Segment Start: Entries shown

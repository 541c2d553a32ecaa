//! Authentication endpoints.

use crate::client::{ApiClient, RequestOptions};
use quadra_core::credential::StoredCredentials;
use quadra_core::error::{QuadraError, Result};
use quadra_core::session::{AccountRecord, AuthToken};
use serde_json::{Value, json};

impl ApiClient {
    /// `POST /api/auth/login`
    pub async fn login(&self, email: &str, password: &str) -> Result<StoredCredentials> {
        let payload = self
            .request(
                "/api/auth/login",
                RequestOptions::post(json!({"email": email, "password": password})),
            )
            .await?;
        parse_auth_success(&payload)
    }

    /// `POST /api/auth/register`
    pub async fn register(
        &self,
        name: &str,
        email: &str,
        password: &str,
    ) -> Result<StoredCredentials> {
        let payload = self
            .request(
                "/api/auth/register",
                RequestOptions::post(json!({
                    "name": name,
                    "email": email,
                    "password": password
                })),
            )
            .await?;
        parse_auth_success(&payload)
    }
}

/// Normalizes a `{token, user}` auth response into stored credentials.
///
/// Role indicators in the user record are normalized here, at the
/// boundary, so nothing downstream ever sees the backend's duck-typed
/// role shapes.
pub fn parse_auth_success(payload: &Value) -> Result<StoredCredentials> {
    let token = payload
        .get("token")
        .and_then(Value::as_str)
        .ok_or_else(|| QuadraError::validation("auth response is missing a token"))?;
    let token = AuthToken::new(token)?;

    let user = payload
        .get("user")
        .ok_or_else(|| QuadraError::validation("auth response is missing the user record"))?;
    let account = AccountRecord::from_payload(user)?;

    Ok(StoredCredentials { token, account })
}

Segment End: Entries shown

> **What you are asked to do**
Find the word "password" in the records, and report each line that has it.

> **Solution below**
    pub async fn login(&self, email: &str, password: &str) -> Result<StoredCredentials> {
                RequestOptions::post(json!({"email": email, "password": password})),
        password: &str,
                    "password": password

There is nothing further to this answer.